→ **Items from a data source**
|---|

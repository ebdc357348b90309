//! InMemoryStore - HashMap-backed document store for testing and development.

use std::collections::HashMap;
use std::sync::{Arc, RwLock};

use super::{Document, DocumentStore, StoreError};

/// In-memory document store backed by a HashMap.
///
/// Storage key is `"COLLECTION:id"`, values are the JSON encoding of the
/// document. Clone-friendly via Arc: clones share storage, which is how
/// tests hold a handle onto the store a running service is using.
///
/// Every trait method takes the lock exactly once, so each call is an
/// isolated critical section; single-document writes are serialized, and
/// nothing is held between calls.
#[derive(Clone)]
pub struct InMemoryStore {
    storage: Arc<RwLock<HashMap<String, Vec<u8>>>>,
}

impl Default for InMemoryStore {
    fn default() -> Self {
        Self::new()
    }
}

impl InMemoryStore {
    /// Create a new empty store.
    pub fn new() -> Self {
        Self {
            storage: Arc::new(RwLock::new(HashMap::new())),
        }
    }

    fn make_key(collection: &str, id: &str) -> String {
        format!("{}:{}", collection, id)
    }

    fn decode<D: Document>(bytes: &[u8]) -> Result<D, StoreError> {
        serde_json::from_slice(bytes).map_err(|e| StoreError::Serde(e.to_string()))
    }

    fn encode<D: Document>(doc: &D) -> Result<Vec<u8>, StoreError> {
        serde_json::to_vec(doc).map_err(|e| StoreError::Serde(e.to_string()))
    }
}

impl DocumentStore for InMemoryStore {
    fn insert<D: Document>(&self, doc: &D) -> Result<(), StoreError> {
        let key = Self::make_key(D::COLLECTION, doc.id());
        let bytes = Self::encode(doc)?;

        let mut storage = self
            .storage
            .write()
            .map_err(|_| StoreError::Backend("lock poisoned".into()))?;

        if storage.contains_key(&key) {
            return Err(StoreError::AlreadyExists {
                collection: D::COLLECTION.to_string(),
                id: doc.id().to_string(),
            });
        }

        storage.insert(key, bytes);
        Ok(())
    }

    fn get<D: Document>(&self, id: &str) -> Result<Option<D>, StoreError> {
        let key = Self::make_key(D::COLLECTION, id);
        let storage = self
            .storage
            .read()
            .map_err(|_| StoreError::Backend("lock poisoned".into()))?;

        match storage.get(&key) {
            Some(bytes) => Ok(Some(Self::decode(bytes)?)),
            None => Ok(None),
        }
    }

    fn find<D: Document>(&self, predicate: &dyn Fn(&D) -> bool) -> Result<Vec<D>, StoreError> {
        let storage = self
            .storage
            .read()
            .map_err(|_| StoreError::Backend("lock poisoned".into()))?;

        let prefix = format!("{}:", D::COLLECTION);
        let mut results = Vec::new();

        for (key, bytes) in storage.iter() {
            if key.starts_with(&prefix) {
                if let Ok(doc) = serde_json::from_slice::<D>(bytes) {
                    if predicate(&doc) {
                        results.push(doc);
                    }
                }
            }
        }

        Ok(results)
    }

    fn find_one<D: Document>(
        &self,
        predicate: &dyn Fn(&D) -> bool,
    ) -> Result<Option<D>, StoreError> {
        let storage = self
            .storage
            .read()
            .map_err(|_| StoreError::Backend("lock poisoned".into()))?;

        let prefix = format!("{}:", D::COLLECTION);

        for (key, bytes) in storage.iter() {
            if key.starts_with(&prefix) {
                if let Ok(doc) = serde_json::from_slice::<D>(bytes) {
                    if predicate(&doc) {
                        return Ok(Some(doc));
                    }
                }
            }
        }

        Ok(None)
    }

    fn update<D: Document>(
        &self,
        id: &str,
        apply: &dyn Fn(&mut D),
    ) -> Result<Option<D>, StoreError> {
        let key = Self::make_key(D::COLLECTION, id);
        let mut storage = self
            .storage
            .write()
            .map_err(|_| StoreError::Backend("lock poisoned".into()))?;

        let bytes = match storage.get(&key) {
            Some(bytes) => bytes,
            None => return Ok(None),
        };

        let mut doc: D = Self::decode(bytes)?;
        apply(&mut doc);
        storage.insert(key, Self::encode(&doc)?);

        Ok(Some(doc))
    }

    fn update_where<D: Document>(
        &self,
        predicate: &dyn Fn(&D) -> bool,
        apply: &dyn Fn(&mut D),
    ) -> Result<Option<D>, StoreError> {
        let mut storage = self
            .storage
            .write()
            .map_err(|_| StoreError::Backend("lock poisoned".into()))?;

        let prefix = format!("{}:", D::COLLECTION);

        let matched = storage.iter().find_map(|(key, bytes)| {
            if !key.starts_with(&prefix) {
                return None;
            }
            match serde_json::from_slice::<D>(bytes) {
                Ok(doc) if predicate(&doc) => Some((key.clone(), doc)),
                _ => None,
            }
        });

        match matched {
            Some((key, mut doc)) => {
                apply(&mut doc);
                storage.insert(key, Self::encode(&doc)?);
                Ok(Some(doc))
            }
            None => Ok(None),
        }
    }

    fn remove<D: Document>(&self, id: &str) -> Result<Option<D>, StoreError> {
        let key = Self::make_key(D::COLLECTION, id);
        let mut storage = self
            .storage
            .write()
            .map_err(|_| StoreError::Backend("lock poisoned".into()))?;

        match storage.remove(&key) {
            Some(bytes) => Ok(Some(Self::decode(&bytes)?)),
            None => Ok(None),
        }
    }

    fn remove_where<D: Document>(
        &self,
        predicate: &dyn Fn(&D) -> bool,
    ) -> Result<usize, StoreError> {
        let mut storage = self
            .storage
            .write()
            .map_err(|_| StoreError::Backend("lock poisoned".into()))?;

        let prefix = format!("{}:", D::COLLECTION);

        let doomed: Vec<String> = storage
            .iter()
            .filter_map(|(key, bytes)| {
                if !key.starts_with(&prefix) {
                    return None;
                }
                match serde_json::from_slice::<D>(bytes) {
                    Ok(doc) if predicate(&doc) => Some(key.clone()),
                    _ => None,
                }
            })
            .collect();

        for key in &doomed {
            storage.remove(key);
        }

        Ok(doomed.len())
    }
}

|---|

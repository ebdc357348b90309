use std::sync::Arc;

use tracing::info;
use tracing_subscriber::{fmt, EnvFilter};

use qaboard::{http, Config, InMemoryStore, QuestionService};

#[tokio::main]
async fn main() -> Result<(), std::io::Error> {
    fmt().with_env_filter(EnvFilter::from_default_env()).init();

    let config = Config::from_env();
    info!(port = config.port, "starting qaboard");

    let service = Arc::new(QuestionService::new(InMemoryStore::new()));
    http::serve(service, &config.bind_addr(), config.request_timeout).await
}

|---|

→ **Task directions**
In the entries above, find each line containing the string "EnvFilter" and copy it.

→ **Answer area**
use tracing_subscriber::{fmt, EnvFilter};
    fmt().with_env_filter(EnvFilter::from_default_env()).init();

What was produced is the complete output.